A finales de octubre del año pasado me dediqué a una actividad muy grata y placentera: leer la última encíclica del santo padre. Tengo una colección de sus greatest hits, previsibles desde Laudato si: textos que adelantan por la izquierda a la gran mayoría de ensayos publicados en este país, a tres cuartos de los columnistas que se declaran de izquierdas y a cuatro quintos de los ministros del Gobierno. Escribe el papa, por ejemplo, que la propiedad privada es un derecho natural secundario, que en ninguno de los casos debe servir para facilitar la exclusión o el privilegio, pues la función social ocupa siempre un orden superior. Si lo comparamos con cuando el bueno de José Luis Ábalos afirmó que la vivienda, sí, era un derecho, pero también un bien de mercado, nos encontraremos ante la noche y el día. Yo votaría antes al papa Francisco que a Ábalos, pero tengo la suerte de que ya ocupa un cargo mucho más importante del que ocupó en su día el exministro.
No son palabras que suenen ajenas a nadie que conozca la doctrina social de la Iglesia o que sepa quién fue San Francisco de Asís. El otro día leía a alguien decir que, si se preguntara a los cargos electos del Partido Popular por una definición de esa misma doctrina social de la Iglesia, la enorme mayoría no sabría responder. "El mercado solo no lo resuelve todo, aunque otra vez nos quieran hacer creer este dogma de fe neoliberal". ¿Lo ha dicho Yolanda Díaz? No, lo dijo el papa, en Fratelli tutti. "El fin de la historia no fue tal": ¿respondieron nuestros teóricos patrios así a Fukuyama? Algunos, pero la formulación es, otra vez, del papa.
El papa habla de los derechos de los pueblos por encima de la voluntad usurera o del egoísmo de unos pocos empresarios. O nos cuenta que palabras como libertad, democracia o fraternidad estarán vacías de sentido "mientras nuestro sistema económico y social produzca una sola víctima y haya una sola persona descartada": que Ayuso tome nota, y ojalá sus camaradas del Partido Popular parecieran más democristianos y menos palurdos. Se ha pronunciado contra la lógica de la ganancia permanente del capitalismo y su tendencia extractivista. O ha exigido la liberación de las patentes de las vacunas. Ha pedido un ingreso básico o salario universal. Y hace suyos a los pobres, los excluidos, los descartados.
¿Cómo era aquello de la purificación del templo? Jesucristo volcó mesas y echó a los profanadores, aquellos que habían hecho de la casa de oración una cueva de ladrones. La derecha, que se identifica vergonzosamente más con los cambistas que con los pobres y pueblerinos a los que Jesús alude y apela, ha llegado a calificar el encuentro entre Yolanda Díaz y el papa Francisco como una cumbre comunista. Desde su odio y enconamiento son incapaces de experimentar la tan cristiana emoción del amor, y prefieren considerar al prójimo como escoria despreciable.
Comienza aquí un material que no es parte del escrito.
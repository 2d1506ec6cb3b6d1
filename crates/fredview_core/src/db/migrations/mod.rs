//! SQLite migration registry and executor.
//!
//! # Responsibility
//! - Register schema migrations in strictly increasing order.
//! - Apply pending migrations atomically.
//!
//! # Invariants
//! - `version` values must remain monotonic.
//! - Applied migration version is mirrored to `PRAGMA user_version`.

use crate::db::{DbError, DbResult};
use rusqlite::Connection;

#[derive(Debug, Clone, Copy)]
struct Migration {
    version: u32,
    sql: &'static str,
}

const MIGRATIONS: &[Migration] = &[Migration {
    version: 1,
    sql: include_str!("0001_init.sql"),
}];

/// Returns the latest migration version known by this binary.
pub fn latest_version() -> u32 {
    MIGRATIONS.last().map_or(0, |migration| migration.version)
}

/// Applies all pending migrations on the provided connection.
pub fn apply_migrations(conn: &mut Connection) -> DbResult<()> {
    let current_version = current_user_version(conn)?;
    let latest = latest_version();

    if current_version > latest {
        return Err(DbError::UnsupportedSchemaVersion {
            db_version: current_version,
            latest_supported: latest,
        });
    }

    if current_version == latest {
        return Ok(());
    }

    let tx = conn.transaction()?;
    for migration in MIGRATIONS {
        if migration.version <= current_version {
            continue;
        }

        tx.execute_batch(migration.sql)?;
        tx.execute_batch(&format!("PRAGMA user_version = {};", migration.version))?;
    }
    tx.commit()?;

    Ok(())
}

/// Reads the schema version stamped on the connection.
pub fn current_user_version(conn: &Connection) -> DbResult<u32> {
    let version = conn.query_row("PRAGMA user_version;", [], |row| row.get::<_, u32>(0))?;
    Ok(version)
}
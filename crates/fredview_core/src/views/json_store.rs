//! JSON-file view configuration store.

use super::{ViewConfigMap, ViewConfigStore, ViewError, ViewResult};
use crate::model::view::ViewConfig;
use log::{info, warn};
use std::io::{ErrorKind, Write};
use std::path::{Path, PathBuf};
use tempfile::NamedTempFile;

/// View store backed by one human-readable JSON document at a fixed path.
#[derive(Debug, Clone)]
pub struct JsonViewConfigStore {
    path: PathBuf,
}

impl JsonViewConfigStore {
    pub fn new(path: impl Into<PathBuf>) -> Self {
        Self { path: path.into() }
    }

    pub fn path(&self) -> &Path {
        &self.path
    }

    fn write_document(&self, views: &ViewConfigMap) -> ViewResult<()> {
        let parent = match self.path.parent() {
            Some(parent) if !parent.as_os_str().is_empty() => parent.to_path_buf(),
            _ => PathBuf::from("."),
        };
        std::fs::create_dir_all(&parent)?;

        let mut body = serde_json::to_vec_pretty(views)?;
        body.push(b'\n');

        // Temp file lives in the target directory so the rename stays on one
        // filesystem.
        let mut staged = NamedTempFile::new_in(&parent)?;
        staged.write_all(&body)?;
        staged.as_file().sync_all()?;
        staged
            .persist(&self.path)
            .map_err(|err| ViewError::Io(err.error))?;
        Ok(())
    }
}

impl ViewConfigStore for JsonViewConfigStore {
    fn load_all(&self) -> ViewConfigMap {
        let raw = match std::fs::read_to_string(&self.path) {
            Ok(raw) => raw,
            Err(err) if err.kind() == ErrorKind::NotFound => return ViewConfigMap::new(),
            Err(err) => {
                warn!(
                    "event=views_load module=views status=degraded error_code=views_unreadable path={} error={}",
                    self.path.display(),
                    err
                );
                return ViewConfigMap::new();
            }
        };

        match serde_json::from_str::<ViewConfigMap>(&raw) {
            Ok(views) => views,
            Err(err) => {
                warn!(
                    "event=views_load module=views status=degraded error_code=views_malformed path={} error={}",
                    self.path.display(),
                    err
                );
                ViewConfigMap::new()
            }
        }
    }

    fn save(&self, name: &str, config: &ViewConfig) -> ViewResult<()> {
        let key = name.trim();
        if key.is_empty() {
            return Err(ViewError::InvalidName(name.to_string()));
        }

        let mut views = self.load_all();
        let mut stored = config.clone();
        stored.name = key.to_string();
        let replaced = views.insert(key.to_string(), stored).is_some();

        if let Err(err) = self.write_document(&views) {
            warn!(
                "event=views_save module=views status=error path={} error={}",
                self.path.display(),
                err
            );
            return Err(err);
        }

        info!(
            "event=views_save module=views status=ok replaced={} view_count={}",
            replaced,
            views.len()
        );
        Ok(())
    }
}
//! Connection bootstrap utilities for SQLite.
//!
//! # Responsibility
//! - Open file, in-memory or read-only SQLite connections.
//! - Trigger schema migrations before returning a writable connection.
//!
//! # Invariants
//! - Writable connections have migrations fully applied.
//! - Read-only connections are never migrated; they must already be current.

use super::migrations::{apply_migrations, current_user_version, latest_version};
use super::{DbError, DbResult};
use log::{error, info};
use rusqlite::{Connection, OpenFlags};
use std::path::Path;
use std::time::{Duration, Instant};

const BUSY_TIMEOUT: Duration = Duration::from_secs(5);

/// Opens (or creates) a SQLite database file and applies pending migrations.
///
/// # Side effects
/// - Emits `db_open` logging events with duration and status.
pub fn open_db(path: impl AsRef<Path>) -> DbResult<Connection> {
    open_with("file", || Connection::open(path), bootstrap_connection)
}

/// Opens an in-memory SQLite database and applies all migrations.
pub fn open_db_in_memory() -> DbResult<Connection> {
    open_with("memory", Connection::open_in_memory, bootstrap_connection)
}

/// Opens an existing database file without write access.
///
/// Used by browsing paths, which only ever read observations. The file must
/// already carry the latest schema version.
pub fn open_db_read_only(path: impl AsRef<Path>) -> DbResult<Connection> {
    open_with(
        "read_only",
        || {
            Connection::open_with_flags(
                path,
                OpenFlags::SQLITE_OPEN_READ_ONLY | OpenFlags::SQLITE_OPEN_NO_MUTEX,
            )
        },
        check_read_only_connection,
    )
}

fn open_with(
    mode: &str,
    connect: impl FnOnce() -> rusqlite::Result<Connection>,
    bootstrap: impl FnOnce(&mut Connection) -> DbResult<()>,
) -> DbResult<Connection> {
    let started_at = Instant::now();
    info!("event=db_open module=db status=start mode={mode}");

    let mut conn = match connect() {
        Ok(conn) => conn,
        Err(err) => {
            error!(
                "event=db_open module=db status=error mode={mode} duration_ms={} error_code=db_open_failed error={}",
                started_at.elapsed().as_millis(),
                err
            );
            return Err(err.into());
        }
    };

    match bootstrap(&mut conn) {
        Ok(()) => {
            info!(
                "event=db_open module=db status=ok mode={mode} duration_ms={}",
                started_at.elapsed().as_millis()
            );
            Ok(conn)
        }
        Err(err) => {
            error!(
                "event=db_open module=db status=error mode={mode} duration_ms={} error_code=db_bootstrap_failed error={}",
                started_at.elapsed().as_millis(),
                err
            );
            Err(err)
        }
    }
}

fn bootstrap_connection(conn: &mut Connection) -> DbResult<()> {
    conn.busy_timeout(BUSY_TIMEOUT)?;
    apply_migrations(conn)?;
    Ok(())
}

fn check_read_only_connection(conn: &mut Connection) -> DbResult<()> {
    conn.busy_timeout(BUSY_TIMEOUT)?;
    let db_version = current_user_version(conn)?;
    let expected = latest_version();
    if db_version > expected {
        return Err(DbError::UnsupportedSchemaVersion {
            db_version,
            latest_supported: expected,
        });
    }
    if db_version != expected {
        return Err(DbError::SchemaNotReady {
            db_version,
            expected,
        });
    }
    Ok(())
}
//! Core use-case services.
//!
//! # Responsibility
//! - Orchestrate cache, analysis and repository calls into use-case APIs.
//! - Keep front ends decoupled from storage details.

pub mod browse_service;
//! Observation and series model.
//!
//! # Responsibility
//! - Represent stored observations after numeric coercion.
//! - Provide the `(date, value)` point shape emitted by analysis code.
//!
//! # Invariants
//! - `Series::observations` is sorted strictly ascending by date.
//! - Missing values are `None`, never NaN.

use chrono::NaiveDate;
use serde::{Deserialize, Serialize};
use std::collections::BTreeMap;

/// Per-identifier fetch result, keyed by `series_id`.
pub type SeriesMap = BTreeMap<String, Series>;

/// One dated value of a series. `value` is `None` when the stored value was
/// missing or not numeric.
#[derive(Debug, Clone, Copy, PartialEq, Serialize, Deserialize)]
pub struct Observation {
    pub date: NaiveDate,
    pub value: Option<f64>,
}

impl Observation {
    pub fn new(date: NaiveDate, value: Option<f64>) -> Self {
        Self { date, value }
    }
}

/// Materialized series for one identifier.
#[derive(Debug, Clone, PartialEq, Serialize, Deserialize)]
pub struct Series {
    pub series_id: String,
    pub observations: Vec<Observation>,
}

impl Series {
    /// Creates an empty series for `series_id`.
    pub fn empty(series_id: impl Into<String>) -> Self {
        Self {
            series_id: series_id.into(),
            observations: Vec::new(),
        }
    }

    /// Builds a series from unordered observations.
    ///
    /// Observations are sorted by date; when a date repeats, the later entry
    /// in `observations` wins.
    pub fn from_unordered(series_id: impl Into<String>, observations: Vec<Observation>) -> Self {
        let by_date: BTreeMap<NaiveDate, Option<f64>> = observations
            .into_iter()
            .map(|observation| (observation.date, observation.value))
            .collect();
        Self {
            series_id: series_id.into(),
            observations: by_date
                .into_iter()
                .map(|(date, value)| Observation { date, value })
                .collect(),
        }
    }

    pub fn len(&self) -> usize {
        self.observations.len()
    }

    pub fn is_empty(&self) -> bool {
        self.observations.is_empty()
    }

    /// Returns present values as points, skipping missing ones.
    pub fn points(&self) -> Vec<DataPoint> {
        self.observations
            .iter()
            .filter_map(|observation| {
                observation
                    .value
                    .map(|value| DataPoint::new(observation.date, value))
            })
            .collect()
    }
}

/// Analysis-ready `(date, value)` pair.
#[derive(Debug, Clone, Copy, PartialEq, Serialize, Deserialize)]
pub struct DataPoint {
    pub date: NaiveDate,
    pub value: f64,
}

impl DataPoint {
    pub fn new(date: NaiveDate, value: f64) -> Self {
        Self { date, value }
    }
}

/// Coerces textual input to a number.
///
/// Surrounding whitespace is ignored. Empty text, the upstream missing marker
/// `"."` and anything else that does not parse to a finite number map to
/// `None`.
pub fn coerce_numeric(raw: &str) -> Option<f64> {
    raw.trim().parse::<f64>().ok().filter(|value| value.is_finite())
}
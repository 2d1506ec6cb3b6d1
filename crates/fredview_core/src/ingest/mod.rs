//! Load half of observation ingestion.
//!
//! # Responsibility
//! - Decode upstream `series/observations` response bodies.
//! - Load one decoded batch per series with full-replace semantics.
//!
//! # Invariants
//! - Loading the same batch twice leaves the store unchanged (idempotent).
//! - A batch never merges with previously stored rows of its series.

pub mod fred_payload;

pub use fred_payload::{
    load_series_payload, parse_observations_payload, IngestError, IngestResult,
};
//! Process settings resolved from the environment.
//!
//! # Responsibility
//! - Resolve storage locations and logging options in one place.
//!
//! # Invariants
//! - Blank environment values count as unset.
//! - Resolution never fails; every setting has a default except `log_dir`.

use crate::logging::default_log_level;
use std::path::PathBuf;

pub const ENV_DB_PATH: &str = "FREDVIEW_DB_PATH";
pub const ENV_VIEWS_PATH: &str = "FREDVIEW_VIEWS_PATH";
pub const ENV_LOG_LEVEL: &str = "FREDVIEW_LOG_LEVEL";
pub const ENV_LOG_DIR: &str = "FREDVIEW_LOG_DIR";

const DEFAULT_DB_PATH: &str = "data/fred.sqlite3";
const DEFAULT_VIEWS_PATH: &str = "data/views.json";

#[derive(Debug, Clone, PartialEq, Eq)]
pub struct AppSettings {
    /// Observation database file.
    pub db_path: PathBuf,
    /// Saved views JSON document.
    pub views_path: PathBuf,
    pub log_level: String,
    /// File logging is enabled only when set.
    pub log_dir: Option<PathBuf>,
}

impl AppSettings {
    /// Resolves settings from process environment variables.
    pub fn from_env() -> Self {
        Self::from_lookup(|key| std::env::var(key).ok())
    }

    /// Resolves settings through `lookup`, which maps a variable name to its
    /// raw value.
    pub fn from_lookup(lookup: impl Fn(&str) -> Option<String>) -> Self {
        let read = |key: &str| {
            lookup(key)
                .map(|raw| raw.trim().to_string())
                .filter(|value| !value.is_empty())
        };

        Self {
            db_path: read(ENV_DB_PATH)
                .map(PathBuf::from)
                .unwrap_or_else(|| PathBuf::from(DEFAULT_DB_PATH)),
            views_path: read(ENV_VIEWS_PATH)
                .map(PathBuf::from)
                .unwrap_or_else(|| PathBuf::from(DEFAULT_VIEWS_PATH)),
            log_level: read(ENV_LOG_LEVEL).unwrap_or_else(|| default_log_level().to_string()),
            log_dir: read(ENV_LOG_DIR).map(PathBuf::from),
        }
    }
}

#[cfg(test)]
mod tests {
    use super::{AppSettings, ENV_DB_PATH, ENV_LOG_DIR, ENV_LOG_LEVEL, ENV_VIEWS_PATH};
    use crate::logging::default_log_level;
    use std::collections::HashMap;
    use std::path::PathBuf;

    #[test]
    fn defaults_apply_when_nothing_is_set() {
        let settings = AppSettings::from_lookup(|_| None);
        assert_eq!(settings.db_path, PathBuf::from("data/fred.sqlite3"));
        assert_eq!(settings.views_path, PathBuf::from("data/views.json"));
        assert_eq!(settings.log_level, default_log_level());
        assert_eq!(settings.log_dir, None);
    }

    #[test]
    fn explicit_values_override_defaults_and_blanks_are_ignored() {
        let env: HashMap<&str, &str> = HashMap::from([
            (ENV_DB_PATH, " /srv/fred.sqlite3 "),
            (ENV_VIEWS_PATH, "   "),
            (ENV_LOG_LEVEL, "warn"),
            (ENV_LOG_DIR, "/var/log/fredview"),
        ]);
        let settings = AppSettings::from_lookup(|key| env.get(key).map(|v| v.to_string()));

        assert_eq!(settings.db_path, PathBuf::from("/srv/fred.sqlite3"));
        assert_eq!(settings.views_path, PathBuf::from("data/views.json"));
        assert_eq!(settings.log_level, "warn");
        assert_eq!(settings.log_dir, Some(PathBuf::from("/var/log/fredview")));
    }
}
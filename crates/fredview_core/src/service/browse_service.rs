//! Browse use-case service.
//!
//! # Responsibility
//! - Run one pipeline pass: cached fetch, per-series transform, optional
//!   formula combination.
//! - Emit presentation-ready labeled series and a flattened table.
//!
//! # Invariants
//! - An empty selection yields an empty output without touching the store.
//! - Output series follow selection order; the combined series comes last.
//! - The combiner only runs when a formula and a second series are both set.

use crate::analysis::formula::{combine, COMBINED_LABEL};
use crate::analysis::transform::transform;
use crate::cache::query_cache::{QueryCache, SelectionKey};
use crate::model::observation::{DataPoint, Series, SeriesMap};
use crate::model::view::{TransformKind, ViewSelection};
use crate::repo::observation_repo::{ObservationStore, RepoResult};
use chrono::NaiveDate;
use log::debug;
use std::collections::BTreeSet;

/// One chart-ready series with its display label.
#[derive(Debug, Clone, PartialEq)]
pub struct LabeledSeries {
    /// Series identifier, or [`COMBINED_LABEL`] for a formula result.
    pub label: String,
    pub points: Vec<DataPoint>,
}

/// Flattened `(date, value, series_id)` row for tabular display/export.
#[derive(Debug, Clone, PartialEq)]
pub struct TableRow {
    pub date: NaiveDate,
    pub value: f64,
    pub series_id: String,
}

/// Result of one browse pass.
#[derive(Debug, Clone, Default, PartialEq)]
pub struct BrowseOutput {
    pub series: Vec<LabeledSeries>,
}

impl BrowseOutput {
    pub fn is_empty(&self) -> bool {
        self.series.is_empty()
    }

    /// Returns the series with `label`, if present.
    pub fn get(&self, label: &str) -> Option<&LabeledSeries> {
        self.series.iter().find(|series| series.label == label)
    }

    /// Flattens every series into rows ordered by date, then label.
    pub fn table_rows(&self) -> Vec<TableRow> {
        let mut rows: Vec<TableRow> = self
            .series
            .iter()
            .flat_map(|series| {
                series.points.iter().map(|point| TableRow {
                    date: point.date,
                    value: point.value,
                    series_id: series.label.clone(),
                })
            })
            .collect();
        rows.sort_by(|a, b| {
            a.date
                .cmp(&b.date)
                .then_with(|| a.series_id.cmp(&b.series_id))
        });
        rows
    }
}

/// Pipeline service owning the query cache in front of a store.
pub struct BrowseService<S: ObservationStore> {
    cache: QueryCache<S>,
}

impl<S: ObservationStore> BrowseService<S> {
    pub fn new(store: S) -> Self {
        Self {
            cache: QueryCache::new(store),
        }
    }

    /// Runs fetch, transform and optional combine for `selection`.
    ///
    /// # Contract
    /// - Blank and repeated identifiers in the selection are ignored.
    /// - The second series is fetched with the selection but only shown
    ///   through the combined series.
    /// - The formula's left operand is the first selected series.
    pub fn browse(&mut self, selection: &ViewSelection) -> RepoResult<BrowseOutput> {
        let selected = normalize_selection(&selection.selected_series);
        if selected.is_empty() {
            return Ok(BrowseOutput::default());
        }

        let second = selection
            .second_series
            .as_deref()
            .map(str::trim)
            .filter(|id| !id.is_empty());

        let mut key: SelectionKey = selected.iter().cloned().collect();
        if let Some(second) = second {
            key.insert(second.to_string());
        }
        let fetched = self.cache.fetch(&key)?;

        let mut output = BrowseOutput::default();
        let mut first: Option<Series> = None;
        for series_id in &selected {
            let transformed = transform_fetched(&fetched, series_id, selection.transform);
            output.series.push(LabeledSeries {
                label: series_id.clone(),
                points: transformed.points(),
            });
            if first.is_none() {
                first = Some(transformed);
            }
        }

        if let (Some(op), Some(second), Some(left)) =
            (selection.formula.combine_op(), second, first)
        {
            let right = transform_fetched(&fetched, second, selection.transform);
            output.series.push(LabeledSeries {
                label: COMBINED_LABEL.to_string(),
                points: combine(&left, &right, op),
            });
        }

        debug!(
            "event=browse module=service status=ok selected={} transform={} formula={} output_series={}",
            selected.len(),
            selection.transform,
            selection.formula,
            output.series.len()
        );
        Ok(output)
    }

    /// Lists identifiers available for selection. Not cached.
    pub fn list_series_ids(&self) -> RepoResult<Vec<String>> {
        self.cache.store().list_series_ids()
    }

    /// Drops cached fetch results, e.g. after an ingestion load.
    pub fn invalidate_cache(&mut self) {
        self.cache.invalidate();
    }

    pub fn cache(&self) -> &QueryCache<S> {
        &self.cache
    }
}

fn transform_fetched(fetched: &SeriesMap, series_id: &str, kind: TransformKind) -> Series {
    match fetched.get(series_id) {
        Some(series) => transform(series, kind),
        None => Series::empty(series_id),
    }
}

/// Trims identifiers, drops blanks and keeps the first occurrence of each.
fn normalize_selection(series_ids: &[String]) -> Vec<String> {
    let mut seen = BTreeSet::new();
    series_ids
        .iter()
        .map(|id| id.trim())
        .filter(|id| !id.is_empty())
        .filter(|id| seen.insert(id.to_string()))
        .map(str::to_string)
        .collect()
}
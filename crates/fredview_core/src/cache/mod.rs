//! Memoization of observation store lookups.
//!
//! # Responsibility
//! - Avoid repeated storage scans for an unchanged series selection.
//!
//! # Invariants
//! - Keys are canonical: order and duplicates in a request do not matter.
//! - Failed lookups are never cached.

pub mod query_cache;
Al comienzo del Evangelio de Lucas, la Virgen María, tras la visita del ángel Gabriel, visita a su parienta Elisabet. Los versículos que siguen traen algunas imágenes memorables. Habla María de un Señor que quitó de los tronos a los poderosos y exaltó a los humildes, que a los hambrientos colmó de bienes y a los ricos envió vacíos. Quizá, en el análisis sobre por qué Yolanda Díaz se hace una foto con el papa, cabría añadir a las proyecciones electorales (importantes, sí), a las apuestas por la transversalidad (que tienen su aquel) o al aval del santo padre a la reforma laboral y los derechos de los trabajadores (de suma importancia), así como a la humillación de Calviño y su pelusilla, cierta coincidencia y armonía entre sus postulados y visiones, posicionamientos del papa Francisco que muy bien trató hace meses Pablo Bustinduy. La foto con el papa es una foto extraordinaria, pero todo lo importante queda fuera de la foto: cualquier proyecto de izquierdas que busque una base sólida para los próximos años tendría que empezar, entre otros tantos caminos, por estudiar lo que pone en las últimas encíclicas.